Anyone of any race, country, gender, and more can develop a substance use disorder. But cultural identity and values can both protect and worsen substance use problems in some cases.

Culture affects every step of the treatment process, from whether or not someone seeks treatment to how much they trust the mental health professional providing treatment.

In general, it’s crucial for mental health professionals to strive for cultural competence in therapy. This could help people of different cultural groups feel comfortable going to treatment.

Some experts recommend mental health professionals practice “cultural humility,” which differs from cultural competence.

Cultural humility understands that it’s impossible to fully understand everything about a culture that you’re not a part of. Instead, mental health professionals can ask questions and allow clients to teach them about their cultural identities and values.
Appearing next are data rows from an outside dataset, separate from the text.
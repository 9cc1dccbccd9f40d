// File: src/ui/detail.rs
// Purpose: Detail screen destination, its typed arguments and rendering

use anyhow::{Context, Result};
use navbuilder::{nav, nav_args, Nav, NavType, NavValue};

use crate::navigator::{BackStackEntry, Navigator};

const ROUTE: &str = "detail";
const ARG_LANG: &str = "lang";
const ARG_JA: &str = "ja";
const ARG_OPTION1: &str = "option1";
const ARG_OPTION2: &str = "option2";

/// `detail/{lang}/{ja}?option1={option1}&option2={option2}`
pub fn detail_nav() -> navbuilder::Result<Nav> {
    nav(ROUTE, |b| {
        b.arg(ARG_LANG, |a| a.nav_type(NavType::String))?
            .arg(ARG_JA, |a| a.nav_type(NavType::String))?
            .optional_arg(ARG_OPTION1, |a| a.nav_type(NavType::String).nullable(true))?
            .optional_arg(ARG_OPTION2, |a| a.nav_type(NavType::Int).default_value(0))
    })
}

/// Opens the detail screen for one entry.
///
/// With `with_options` the optional arguments are passed explicitly,
/// otherwise the screen falls back to their declared defaults.
pub fn navigate_to_detail<'n>(
    navigator: &'n mut Navigator,
    detail: &Nav,
    lang: &str,
    ja: &str,
    with_options: bool,
) -> Result<&'n BackStackEntry> {
    let bindings = if with_options {
        nav_args![ARG_LANG => lang, ARG_JA => ja, ARG_OPTION1 => "abc", ARG_OPTION2 => 999]
    } else {
        nav_args![ARG_LANG => lang, ARG_JA => ja]
    };
    navigator.navigate(detail, bindings)
}

/// Arguments the detail screen reads from its back stack entry
#[derive(Debug, Clone, PartialEq)]
pub struct DetailArgs {
    pub lang: String,
    pub ja: String,
    pub option1: Option<String>,
    pub option2: i32,
}

impl DetailArgs {
    pub fn from_entry(entry: &BackStackEntry) -> Result<Self> {
        let string = |name: &str| -> Result<String> {
            entry
                .argument(name)
                .and_then(NavValue::as_str)
                .map(str::to_string)
                .with_context(|| format!("Missing string argument '{}'", name))
        };

        let option2 = entry
            .argument(ARG_OPTION2)
            .and_then(NavValue::as_i64)
            .with_context(|| format!("Missing integer argument '{}'", ARG_OPTION2))?;

        Ok(Self {
            lang: string(ARG_LANG)?,
            ja: string(ARG_JA)?,
            option1: entry
                .argument(ARG_OPTION1)
                .and_then(NavValue::as_str)
                .map(str::to_string),
            option2: i32::try_from(option2)
                .with_context(|| format!("'{}' out of range: {}", ARG_OPTION2, option2))?,
        })
    }
}

/// Renders the detail screen
pub fn render(args: &DetailArgs) -> String {
    let option1 = args.option1.as_deref().unwrap_or("null");
    format!(
        "== Detail ==\n{} ({})\nOption1: {}\nOption2: {}\n",
        args.lang, args.ja, option1, args.option2
    )
}

#[cfg(test)]
mod tests {
    use super::*;
    use crate::ui::list::list_nav;
    use pretty_assertions::assert_eq;
    use rstest::rstest;

    fn open(with_options: bool) -> (String, DetailArgs) {
        let detail = detail_nav().unwrap();
        let mut navigator = Navigator::new(&list_nav().unwrap()).unwrap();
        let entry = navigate_to_detail(&mut navigator, &detail, "Rust", "らすと", with_options).unwrap();
        (entry.route.clone(), DetailArgs::from_entry(entry).unwrap())
    }

    #[test]
    fn test_detail_route_template() {
        assert_eq!(
            detail_nav().unwrap().route(),
            "detail/{lang}/{ja}?option1={option1}&option2={option2}"
        );
    }

    #[rstest]
    #[case::defaults(false, "detail/Rust/%E3%82%89%E3%81%99%E3%81%A8", None, 0)]
    #[case::with_options(
        true,
        "detail/Rust/%E3%82%89%E3%81%99%E3%81%A8?option1=abc&option2=999",
        Some("abc"),
        999
    )]
    fn test_navigate_to_detail(
        #[case] with_options: bool,
        #[case] expected_route: &str,
        #[case] option1: Option<&str>,
        #[case] option2: i32,
    ) {
        let (route, args) = open(with_options);
        assert_eq!(route, expected_route);
        assert_eq!(
            args,
            DetailArgs {
                lang: "Rust".to_string(),
                ja: "らすと".to_string(),
                option1: option1.map(str::to_string),
                option2,
            }
        );
    }

    #[test]
    fn test_render() {
        let (_, args) = open(false);
        assert_eq!(render(&args), "== Detail ==\nRust (らすと)\nOption1: null\nOption2: 0\n");
    }
}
It’s crucial not to make any assumptions about the client’s cultural beliefs based on stereotypes or ethnocentric values (that belong to the mental health professionals’ own culture).

For example, a white mental health professional could encourage a young adult from a more collectivist culture to gain independence and move out of their parent’s home. They may not realize the value placed on family in these cultures, nor that “independence” is a Western value that other cultures may not place so much importance on.

Cultural factors also come into play during the recovery process. Recovery may look different for each cultural group.

For example, a full recovery could mean not only recovering from symptoms of substance use disorder but also reconnecting to their cultural identity or recommitting to spiritual or religious practice.

Culturally responsive substance use treatment is critical.

Research from 2011 shows that many culturally and linguistically diverse groups aren’t getting the substance use treatment they need. Black and Latinx people are less likely to get substance use treatment and more likely to drop out before completion.

By adopting culturally responsive services, people who need help may be more likely to feel comfortable seeking it out.

The intersection of culture and substance use is a complex one and can’t be reduced down to probabilities and numbers.

Culture is an interwoven checkerboard of various identities that include — but aren’t limited to — race, gender, national origin, profession, immigrant status, and more.

By committing to providing culturally responsive outreach and treatment services, mental health professionals can ensure that people of all cultural groups receive adequate care for substance use disorder.